子山羊の革は、大人と違ってシボ感が目立ちません。染める時にキレイに発色するので、高級品に使われることが多いようです。

また革が小さなサイズなため、大判のバッグには向かず、カラフルな色出しのサンダルや手袋などに使われることが多いです。

 

(2)ひつじ(シープ、ラム)

世界的に見ても品種の多い動物で、その品種によって革の性質が異なります。

丈夫さではゴートには及びませんが、軽くて柔らかく、防寒素材に優れています。

ちなみに「シープスキン」は英語表記、「ムートン」は仏語表記です。ムートンの方がモコモコしているイメージですが、実は同じ意味でした。

 

◆シープ

生後1年以上の大人をシープと呼び、直っすぐな毛を持つ「ヘアシープ」と、巻き毛の「ウールシープ」に分けられます。

ヘアシープが多く生息するのは熱帯地域。

身体を守る温かい毛や脂肪が必要ないので、毛皮としての利用価値はあまり高くないのですが、革そのものが強度にすぐれ、表面もキメ細かくなっています。

ゴルフ用手袋やウエアなどに使われます。

 

ウールシープは温暖~寒冷の地に生息する、「毛」を刈り取る羊。

寒さに耐えるため脂肪も蓄えているので、革そのものの強度はそれほどでもないですが、軽さと柔らかさがあります。

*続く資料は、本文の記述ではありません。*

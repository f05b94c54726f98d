//! Correlation descriptor resolution
//!
//! Turns a `size_is`/`length_is`/`switch_is`/`iid_is` expression into the
//! 4-byte descriptor the runtime evaluates. Anything beyond a sibling field
//! with at most one runtime-applied operator becomes a callback into an
//! expression-evaluation routine.

use crate::context::Compilation;
use crate::error::{MidlError, Result};
use crate::expr::Expr;
use crate::types::{ArrayForm, BasicType, TypeId, TypeKind};
use ndr_format::correlation::{CorrelationDesc, CorrelationKind, CorrelationOp, MAX_CONSTANT};
use ndr_format::FormatChar;
use std::collections::HashMap;
use tracing::debug;

/// An expression-evaluation routine the generated code must provide
#[derive(Debug, Clone, PartialEq, Eq)]
pub struct ExprEvalEntry {
    /// Structure whose fields the expression names
    pub structure: TypeId,
    pub expr: Expr,
    /// Distance from the structure start back from the runtime's base
    pub base_offset: u32,
}

/// Expression-evaluation routines, deduplicated per structure
#[derive(Debug, Clone, Default)]
pub(crate) struct ExprEvalTable {
    entries: Vec<ExprEvalEntry>,
    index: HashMap<(TypeId, Expr), u16>,
}

impl ExprEvalTable {
    pub fn entries(&self) -> &[ExprEvalEntry] {
        &self.entries
    }

    /// Index of the routine for `expr` in `structure`, adding it if new
    fn intern(&mut self, structure: TypeId, expr: &Expr, base_offset: u32, name: &str) -> Result<u16> {
        if let Some(&index) = self.index.get(&(structure, expr.clone())) {
            return Ok(index);
        }
        let index = u16::try_from(self.entries.len()).map_err(|_| {
            MidlError::capacity(name, "expression routine index", self.entries.len() as u64, 0xffff)
        })?;
        self.entries.push(ExprEvalEntry {
            structure,
            expr: expr.clone(),
            base_offset,
        });
        self.index.insert((structure, expr.clone()), index);
        Ok(index)
    }
}

impl<'a> Compilation<'a> {
    /// Correlation descriptor for the item `sized`, described by `expr`
    /// inside `structure` (None at top level), where the runtime's base is
    /// `base_offset` bytes into the structure
    pub(crate) fn write_conf(
        &mut self,
        structure: Option<TypeId>,
        base_offset: u32,
        sized: TypeId,
        expr: Option<&Expr>,
    ) -> Result<CorrelationDesc> {
        let Some(expr) = expr else {
            return Ok(CorrelationDesc::Absent);
        };
        let Some(structure) = structure else {
            return Ok(CorrelationDesc::TopLevel);
        };
        let arena = self.arena;
        let struct_name = arena.name_of(structure);

        if let Some(value) = expr.const_value() {
            if value < 0 {
                return Err(MidlError::unsupported(
                    struct_name,
                    format!("negative constant correlation {}", value),
                ));
            }
            if value > MAX_CONSTANT as i64 {
                return Err(MidlError::capacity(
                    struct_name,
                    "constant correlation",
                    value as u64,
                    MAX_CONSTANT as u64,
                ));
            }
            return Ok(CorrelationDesc::Constant(value as u32));
        }
        if expr.is_constant() {
            return Err(MidlError::unsupported(
                struct_name,
                format!("constant correlation {} does not evaluate", expr),
            ));
        }

        let kind = self.correlation_kind(sized);

        if let Some((name, op)) = expr.simple_form() {
            let fields = self
                .struct_fields(structure)
                .ok_or_else(|| MidlError::internal(format!("{} is not a structure", struct_name)))?;
            let offsets = self.env().field_offsets(fields);
            let Some(index) = fields.iter().position(|f| f.name == name) else {
                return Err(MidlError::unsupported(
                    struct_name,
                    format!("correlation identifier {} is not a member", name),
                ));
            };
            let offset = offsets[index] as i64 - base_offset as i64;
            let offset = i16::try_from(offset).map_err(|_| {
                MidlError::capacity(struct_name, "correlation offset", offset.unsigned_abs(), 0x7fff)
            })?;

            let mut field_ty = fields[index].ty;
            if op == CorrelationOp::Dereference {
                match arena.get(arena.resolve(field_ty)).kind {
                    TypeKind::Pointer(referent) => field_ty = referent,
                    _ => {
                        return Err(MidlError::unsupported(
                            &fields[index].name,
                            "dereferenced correlation member is not a pointer",
                        ))
                    }
                }
            }
            let field_type = self.correlation_type(field_ty, &fields[index].name)?;
            return Ok(CorrelationDesc::Field {
                kind,
                field_type,
                op,
                offset,
            });
        }

        let index = self
            .expr_table
            .intern(structure, expr, base_offset, struct_name)?;
        debug!(structure = struct_name, expr = %expr, index, "expression routine");
        Ok(CorrelationDesc::Callback { kind, index })
    }

    /// Pointer conformance when the described item is reached through a
    /// pointer stored in the structure
    fn correlation_kind(&self, sized: TypeId) -> CorrelationKind {
        let arena = self.arena;
        match &arena.get(arena.resolve(sized)).kind {
            TypeKind::Pointer(_) => CorrelationKind::Pointer,
            TypeKind::Array(array) if array.form == ArrayForm::Pointer => CorrelationKind::Pointer,
            _ => CorrelationKind::Normal,
        }
    }

    /// Wire type byte of a correlation member
    fn correlation_type(&self, ty: TypeId, name: &str) -> Result<FormatChar> {
        let env = self.env();
        let ps = env.pointer_size();
        let resolved = self.arena.get(self.arena.resolve(ty));
        Ok(match &resolved.kind {
            TypeKind::Basic(basic) => match basic {
                BasicType::Char | BasicType::Small => FormatChar::Small,
                BasicType::Byte | BasicType::USmall | BasicType::Boolean => FormatChar::USmall,
                BasicType::WChar | BasicType::Short => FormatChar::Short,
                BasicType::UShort => FormatChar::UShort,
                BasicType::Long | BasicType::ErrorStatusT => FormatChar::Long,
                BasicType::ULong => FormatChar::ULong,
                BasicType::Int3264 if ps == 4 => FormatChar::Long,
                BasicType::UInt3264 if ps == 4 => FormatChar::ULong,
                BasicType::Int3264 | BasicType::Hyper => FormatChar::Hyper,
                _ => {
                    return Err(MidlError::unsupported(
                        name,
                        format!("{} cannot carry a correlation value", basic.as_str()),
                    ))
                }
            },
            TypeKind::Enum(_) => match env.enum_width(ty) {
                crate::EnumWidth::Enum16 => FormatChar::Short,
                crate::EnumWidth::Enum32 => FormatChar::Long,
            },
            TypeKind::Pointer(_) if ps == 4 => FormatChar::Long,
            TypeKind::Pointer(_) => FormatChar::Hyper,
            _ => {
                return Err(MidlError::unsupported(
                    name,
                    "correlation member is not an integer",
                ))
            }
        })
    }
}

#[cfg(test)]
mod tests {
    use super::*;
    use crate::expr::BinaryOp;
    use crate::types::{Field, TypeArena};
    use crate::CompileOptions;

    fn sized_struct(arena: &mut TypeArena) -> (TypeId, TypeId) {
        let long = arena.basic(BasicType::Long);
        let short = arena.basic(BasicType::Short);
        let p = arena.pointer(long, vec![]);
        let data = arena.sized_pointer(long, Some(Expr::ident("n")), None);
        let s = arena.structure(
            "s",
            vec![
                Field::new("n", long),
                Field::new("w", short),
                Field::new("p", p),
                Field::new("data", data),
            ],
        );
        (s, data)
    }

    #[test]
    fn test_absent_and_top_level() {
        let mut arena = TypeArena::new();
        let (s, data) = sized_struct(&mut arena);
        let mut c = Compilation::new(&arena, CompileOptions::x86());
        assert_eq!(c.write_conf(Some(s), 0, data, None).unwrap(), CorrelationDesc::Absent);
        assert_eq!(
            c.write_conf(None, 0, data, Some(&Expr::ident("n"))).unwrap(),
            CorrelationDesc::TopLevel
        );
    }

    #[test]
    fn test_constant() {
        let mut arena = TypeArena::new();
        let (s, data) = sized_struct(&mut arena);
        let mut c = Compilation::new(&arena, CompileOptions::x86());
        let expr = Expr::binary(BinaryOp::Mul, Expr::Const(4), Expr::Const(5));
        assert_eq!(
            c.write_conf(Some(s), 0, data, Some(&expr)).unwrap(),
            CorrelationDesc::Constant(20)
        );
        let err = c
            .write_conf(Some(s), 0, data, Some(&Expr::Const(0x0100_0000)))
            .unwrap_err();
        assert!(matches!(err, MidlError::Capacity { .. }));
    }

    #[test]
    fn test_unfoldable_constant_rejected() {
        let mut arena = TypeArena::new();
        let (s, data) = sized_struct(&mut arena);
        let mut c = Compilation::new(&arena, CompileOptions::x86());
        let expr = Expr::binary(BinaryOp::Div, Expr::Const(4), Expr::Const(0));
        let err = c.write_conf(Some(s), 0, data, Some(&expr)).unwrap_err();
        assert!(matches!(err, MidlError::Unsupported { .. }));
        assert!(err.to_string().contains("(4 / 0)"));
        assert!(c.expr_eval_routines().is_empty());
    }

    #[test]
    fn test_field_forms() {
        let mut arena = TypeArena::new();
        let (s, data) = sized_struct(&mut arena);
        let mut c = Compilation::new(&arena, CompileOptions::x86());

        let times_two = Expr::binary(BinaryOp::Mul, Expr::ident("w"), Expr::Const(2));
        assert_eq!(
            c.write_conf(Some(s), 0, data, Some(&times_two)).unwrap(),
            CorrelationDesc::Field {
                kind: CorrelationKind::Pointer,
                field_type: FormatChar::Short,
                op: CorrelationOp::Mult2,
                offset: 4,
            }
        );

        let deref = Expr::unary(crate::expr::UnaryOp::Deref, Expr::ident("p"));
        assert_eq!(
            c.write_conf(Some(s), 16, data, Some(&deref)).unwrap(),
            CorrelationDesc::Field {
                kind: CorrelationKind::Pointer,
                field_type: FormatChar::Long,
                op: CorrelationOp::Dereference,
                offset: -8,
            }
        );
        assert!(c.expr_eval_routines().is_empty());
    }

    #[test]
    fn test_unknown_identifier() {
        let mut arena = TypeArena::new();
        let (s, data) = sized_struct(&mut arena);
        let mut c = Compilation::new(&arena, CompileOptions::x86());
        let err = c
            .write_conf(Some(s), 0, data, Some(&Expr::ident("missing")))
            .unwrap_err();
        assert!(err.to_string().contains("missing"));
    }

    #[test]
    fn test_callbacks_are_shared() {
        let mut arena = TypeArena::new();
        let (s, data) = sized_struct(&mut arena);
        let mut c = Compilation::new(&arena, CompileOptions::x86());
        let complex = Expr::binary(BinaryOp::Add, Expr::ident("n"), Expr::ident("w"));
        let first = c.write_conf(Some(s), 0, data, Some(&complex)).unwrap();
        let second = c.write_conf(Some(s), 0, data, Some(&complex.clone())).unwrap();
        assert_eq!(
            first,
            CorrelationDesc::Callback {
                kind: CorrelationKind::Pointer,
                index: 0
            }
        );
        assert_eq!(first, second);
        assert_eq!(c.expr_eval_routines().len(), 1);
        assert_eq!(c.expr_eval_routines()[0].structure, s);
    }
}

靴や手袋、コートやジャケットなどに使われます。モコモコした毛をつけたままの毛皮は、ムートンブーツや寒冷地仕様のジャケットなどに使われます。

 

◆ラム

生後1年以内の子羊の革をラムと呼びます。あまり産出されないので高級品として扱われます。

毛穴が小さくキメ細やかで、滑らかでしっとりした質感が特徴です。柔らかく軽いのでウエアや手袋などに使われます。

 

(3)豚(ピッグ)

豚は、日本が唯一輸出している革でもあります。豚を食する文化としては韓国や中国も同じですが、実はあちらは皮ごと食べてしまうので、原皮が産出されません。

国内では、特に墨田区にピッグスキンのタンナーさん(鞣し業者)が多いことでも知られています。

 

豚革の最大の特徴は、毛が三本づつまとまって生えていて、毛穴模様が特徴です。

これが通気性の良さをもたらし、薄くて軽いため、靴のライニング(裏側の革)や革小物の裏革などに使われます。

牛革よりも繊維が細かいので、バフィング(サンドペーパーがけ)することで美しい起毛革にして活用もされています。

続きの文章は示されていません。